(Dataset entries)

>>>>>

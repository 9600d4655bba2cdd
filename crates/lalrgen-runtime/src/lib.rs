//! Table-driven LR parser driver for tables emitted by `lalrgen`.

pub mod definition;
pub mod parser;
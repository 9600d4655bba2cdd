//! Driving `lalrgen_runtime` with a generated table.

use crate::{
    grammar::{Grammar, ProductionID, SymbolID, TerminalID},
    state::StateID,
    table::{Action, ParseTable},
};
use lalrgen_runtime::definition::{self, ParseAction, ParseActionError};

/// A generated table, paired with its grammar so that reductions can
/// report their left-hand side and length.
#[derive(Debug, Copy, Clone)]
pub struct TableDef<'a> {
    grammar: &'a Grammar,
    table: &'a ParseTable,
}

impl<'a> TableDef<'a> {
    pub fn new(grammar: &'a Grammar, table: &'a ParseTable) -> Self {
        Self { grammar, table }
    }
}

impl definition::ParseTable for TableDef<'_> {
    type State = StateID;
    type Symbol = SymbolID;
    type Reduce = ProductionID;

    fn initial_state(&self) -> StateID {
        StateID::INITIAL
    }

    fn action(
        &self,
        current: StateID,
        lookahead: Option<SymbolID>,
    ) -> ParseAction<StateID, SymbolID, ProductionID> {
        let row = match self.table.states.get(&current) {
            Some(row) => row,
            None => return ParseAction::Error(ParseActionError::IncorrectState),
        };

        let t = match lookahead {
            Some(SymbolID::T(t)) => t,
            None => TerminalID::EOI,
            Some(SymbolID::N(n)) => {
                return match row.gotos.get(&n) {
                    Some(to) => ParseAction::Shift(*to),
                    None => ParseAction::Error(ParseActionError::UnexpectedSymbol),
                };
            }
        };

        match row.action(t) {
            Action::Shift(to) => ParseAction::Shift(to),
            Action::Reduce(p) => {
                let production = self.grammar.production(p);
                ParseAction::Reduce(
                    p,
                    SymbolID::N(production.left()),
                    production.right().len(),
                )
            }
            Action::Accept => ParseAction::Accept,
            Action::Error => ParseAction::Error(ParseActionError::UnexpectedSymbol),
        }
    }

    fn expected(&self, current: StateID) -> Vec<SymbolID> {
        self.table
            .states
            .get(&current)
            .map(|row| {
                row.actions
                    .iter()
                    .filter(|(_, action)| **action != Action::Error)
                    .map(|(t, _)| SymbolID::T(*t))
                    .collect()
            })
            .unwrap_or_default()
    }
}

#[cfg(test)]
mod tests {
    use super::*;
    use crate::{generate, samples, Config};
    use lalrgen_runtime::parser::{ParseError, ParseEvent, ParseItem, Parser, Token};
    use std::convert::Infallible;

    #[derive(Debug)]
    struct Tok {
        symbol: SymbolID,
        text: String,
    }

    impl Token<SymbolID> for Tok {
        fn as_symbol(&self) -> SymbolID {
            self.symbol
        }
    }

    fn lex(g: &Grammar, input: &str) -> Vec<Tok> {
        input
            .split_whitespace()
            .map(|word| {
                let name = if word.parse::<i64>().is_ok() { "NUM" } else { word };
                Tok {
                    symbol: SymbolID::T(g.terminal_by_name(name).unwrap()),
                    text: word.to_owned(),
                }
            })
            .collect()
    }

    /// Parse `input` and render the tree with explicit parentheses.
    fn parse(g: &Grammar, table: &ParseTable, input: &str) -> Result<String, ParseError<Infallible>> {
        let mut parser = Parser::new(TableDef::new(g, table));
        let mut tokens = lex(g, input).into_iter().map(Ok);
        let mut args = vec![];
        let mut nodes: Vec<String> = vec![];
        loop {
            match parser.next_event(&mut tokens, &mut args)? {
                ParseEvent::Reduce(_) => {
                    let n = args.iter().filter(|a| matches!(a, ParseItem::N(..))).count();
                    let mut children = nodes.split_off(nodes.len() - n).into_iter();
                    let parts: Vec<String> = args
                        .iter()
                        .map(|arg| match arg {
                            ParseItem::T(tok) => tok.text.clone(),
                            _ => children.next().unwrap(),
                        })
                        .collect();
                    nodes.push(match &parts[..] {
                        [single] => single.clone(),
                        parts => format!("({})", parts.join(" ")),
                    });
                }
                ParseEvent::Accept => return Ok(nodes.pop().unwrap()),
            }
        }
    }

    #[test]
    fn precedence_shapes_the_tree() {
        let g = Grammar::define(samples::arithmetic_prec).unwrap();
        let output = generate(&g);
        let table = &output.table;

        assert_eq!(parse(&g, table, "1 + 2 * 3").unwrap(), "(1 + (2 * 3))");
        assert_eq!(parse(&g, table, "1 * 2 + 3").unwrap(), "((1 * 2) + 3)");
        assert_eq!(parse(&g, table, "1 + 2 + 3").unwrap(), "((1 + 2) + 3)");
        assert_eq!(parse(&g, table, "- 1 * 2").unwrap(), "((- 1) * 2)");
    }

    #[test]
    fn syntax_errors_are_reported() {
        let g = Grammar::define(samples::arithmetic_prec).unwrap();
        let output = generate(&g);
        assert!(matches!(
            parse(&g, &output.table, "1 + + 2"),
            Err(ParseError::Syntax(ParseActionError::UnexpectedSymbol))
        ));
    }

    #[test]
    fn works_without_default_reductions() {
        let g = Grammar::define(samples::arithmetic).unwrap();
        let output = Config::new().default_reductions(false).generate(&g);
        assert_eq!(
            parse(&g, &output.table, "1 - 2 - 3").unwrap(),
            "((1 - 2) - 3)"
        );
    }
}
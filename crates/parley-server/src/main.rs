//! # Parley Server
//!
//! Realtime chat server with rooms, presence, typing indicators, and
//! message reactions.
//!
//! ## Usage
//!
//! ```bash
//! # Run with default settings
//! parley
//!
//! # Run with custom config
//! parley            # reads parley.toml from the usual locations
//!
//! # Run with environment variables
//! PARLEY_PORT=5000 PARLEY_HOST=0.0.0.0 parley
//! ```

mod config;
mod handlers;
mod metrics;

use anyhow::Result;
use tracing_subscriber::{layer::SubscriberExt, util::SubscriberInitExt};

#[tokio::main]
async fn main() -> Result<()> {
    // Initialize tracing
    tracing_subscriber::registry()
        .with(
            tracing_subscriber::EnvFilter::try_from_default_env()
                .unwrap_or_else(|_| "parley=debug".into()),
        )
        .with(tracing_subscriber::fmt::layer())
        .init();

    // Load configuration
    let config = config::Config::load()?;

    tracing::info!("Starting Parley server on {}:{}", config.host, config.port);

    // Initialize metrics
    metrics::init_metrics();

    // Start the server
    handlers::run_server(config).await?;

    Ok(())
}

<<<<<

◆ Your assignment
Character for character, reproduce all of the lines above.

◆ Response below
repository 9600d4655bba2cdd
filename crates/lalrgen-runtime/src/lib.rs
//! Table-driven LR parser driver for tables emitted by `lalrgen`.

pub mod definition;
pub mod parser;
repository 9600d4655bba2cdd
//! Driving `lalrgen_runtime` with a generated table.

use crate::{
    grammar::{Grammar, ProductionID, SymbolID, TerminalID},
    state::StateID,
    table::{Action, ParseTable},
};
use lalrgen_runtime::definition::{self, ParseAction, ParseActionError};

/// A generated table, paired with its grammar so that reductions can
/// report their left-hand side and length.
#[derive(Debug, Copy, Clone)]
pub struct TableDef<'a> {
    grammar: &'a Grammar,
    table: &'a ParseTable,
}

impl<'a> TableDef<'a> {
    pub fn new(grammar: &'a Grammar, table: &'a ParseTable) -> Self {
        Self { grammar, table }
    }
}

impl definition::ParseTable for TableDef<'_> {
    type State = StateID;
    type Symbol = SymbolID;
    type Reduce = ProductionID;

    fn initial_state(&self) -> StateID {
        StateID::INITIAL
    }

    fn action(
        &self,
        current: StateID,
        lookahead: Option<SymbolID>,
    ) -> ParseAction<StateID, SymbolID, ProductionID> {
        let row = match self.table.states.get(&current) {
            Some(row) => row,
            None => return ParseAction::Error(ParseActionError::IncorrectState),
        };

        let t = match lookahead {
            Some(SymbolID::T(t)) => t,
            None => TerminalID::EOI,
            Some(SymbolID::N(n)) => {
                return match row.gotos.get(&n) {
                    Some(to) => ParseAction::Shift(*to),
                    None => ParseAction::Error(ParseActionError::UnexpectedSymbol),
                };
            }
        };

        match row.action(t) {
            Action::Shift(to) => ParseAction::Shift(to),
            Action::Reduce(p) => {
                let production = self.grammar.production(p);
                ParseAction::Reduce(
                    p,
                    SymbolID::N(production.left()),
                    production.right().len(),
                )
            }
            Action::Accept => ParseAction::Accept,
            Action::Error => ParseAction::Error(ParseActionError::UnexpectedSymbol),
        }
    }

    fn expected(&self, current: StateID) -> Vec<SymbolID> {
        self.table
            .states
            .get(&current)
            .map(|row| {
                row.actions
                    .iter()
                    .filter(|(_, action)| **action != Action::Error)
                    .map(|(t, _)| SymbolID::T(*t))
                    .collect()
            })
            .unwrap_or_default()
    }
}

#[cfg(test)]
mod tests {
    use super::*;
    use crate::{generate, samples, Config};
    use lalrgen_runtime::parser::{ParseError, ParseEvent, ParseItem, Parser, Token};
    use std::convert::Infallible;

    #[derive(Debug)]
    struct Tok {
        symbol: SymbolID,
        text: String,
    }

    impl Token<SymbolID> for Tok {
        fn as_symbol(&self) -> SymbolID {
            self.symbol
        }
    }

    fn lex(g: &Grammar, input: &str) -> Vec<Tok> {
        input
            .split_whitespace()
            .map(|word| {
                let name = if word.parse::<i64>().is_ok() { "NUM" } else { word };
                Tok {
                    symbol: SymbolID::T(g.terminal_by_name(name).unwrap()),
                    text: word.to_owned(),
                }
            })
            .collect()
    }

    /// Parse `input` and render the tree with explicit parentheses.
    fn parse(g: &Grammar, table: &ParseTable, input: &str) -> Result<String, ParseError<Infallible>> {
        let mut parser = Parser::new(TableDef::new(g, table));
        let mut tokens = lex(g, input).into_iter().map(Ok);
        let mut args = vec![];
        let mut nodes: Vec<String> = vec![];
        loop {
            match parser.next_event(&mut tokens, &mut args)? {
                ParseEvent::Reduce(_) => {
                    let n = args.iter().filter(|a| matches!(a, ParseItem::N(..))).count();
                    let mut children = nodes.split_off(nodes.len() - n).into_iter();
                    let parts: Vec<String> = args
                        .iter()
                        .map(|arg| match arg {
                            ParseItem::T(tok) => tok.text.clone(),
                            _ => children.next().unwrap(),
                        })
                        .collect();
                    nodes.push(match &parts[..] {
                        [single] => single.clone(),
                        parts => format!("({})", parts.join(" ")),
                    });
                }
                ParseEvent::Accept => return Ok(nodes.pop().unwrap()),
            }
        }
    }

    #[test]
    fn precedence_shapes_the_tree() {
        let g = Grammar::define(samples::arithmetic_prec).unwrap();
        let output = generate(&g);
        let table = &output.table;

        assert_eq!(parse(&g, table, "1 + 2 * 3").unwrap(), "(1 + (2 * 3))");
        assert_eq!(parse(&g, table, "1 * 2 + 3").unwrap(), "((1 * 2) + 3)");
        assert_eq!(parse(&g, table, "1 + 2 + 3").unwrap(), "((1 + 2) + 3)");
        assert_eq!(parse(&g, table, "- 1 * 2").unwrap(), "((- 1) * 2)");
    }

    #[test]
    fn syntax_errors_are_reported() {
        let g = Grammar::define(samples::arithmetic_prec).unwrap();
        let output = generate(&g);
        assert!(matches!(
            parse(&g, &output.table, "1 + + 2"),
            Err(ParseError::Syntax(ParseActionError::UnexpectedSymbol))
        ));
    }

    #[test]
    fn works_without_default_reductions() {
        let g = Grammar::define(samples::arithmetic).unwrap();
        let output = Config::new().default_reductions(false).generate(&g);
        assert_eq!(
            parse(&g, &output.table, "1 - 2 - 3").unwrap(),
            "((1 - 2) - 3)"
        );
    }
}
filename crates/parley-server/src/main.rs
//! # Parley Server
//!
//! Realtime chat server with rooms, presence, typing indicators, and
//! message reactions.
//!
//! ## Usage
//!
//! ```bash
//! # Run with default settings
//! parley
//!
//! # Run with custom config
//! parley            # reads parley.toml from the usual locations
//!
//! # Run with environment variables
//! PARLEY_PORT=5000 PARLEY_HOST=0.0.0.0 parley
//! ```

mod config;
mod handlers;
mod metrics;

use anyhow::Result;
use tracing_subscriber::{layer::SubscriberExt, util::SubscriberInitExt};

#[tokio::main]
async fn main() -> Result<()> {
    // Initialize tracing
    tracing_subscriber::registry()
        .with(
            tracing_subscriber::EnvFilter::try_from_default_env()
                .unwrap_or_else(|_| "parley=debug".into()),
        )
        .with(tracing_subscriber::fmt::layer())
        .init();

    // Load configuration
    let config = config::Config::load()?;

    tracing::info!("Starting Parley server on {}:{}", config.host, config.port);

    // Initialize metrics
    metrics::init_metrics();

    // Start the server
    handlers::run_server(config).await?;

    Ok(())
}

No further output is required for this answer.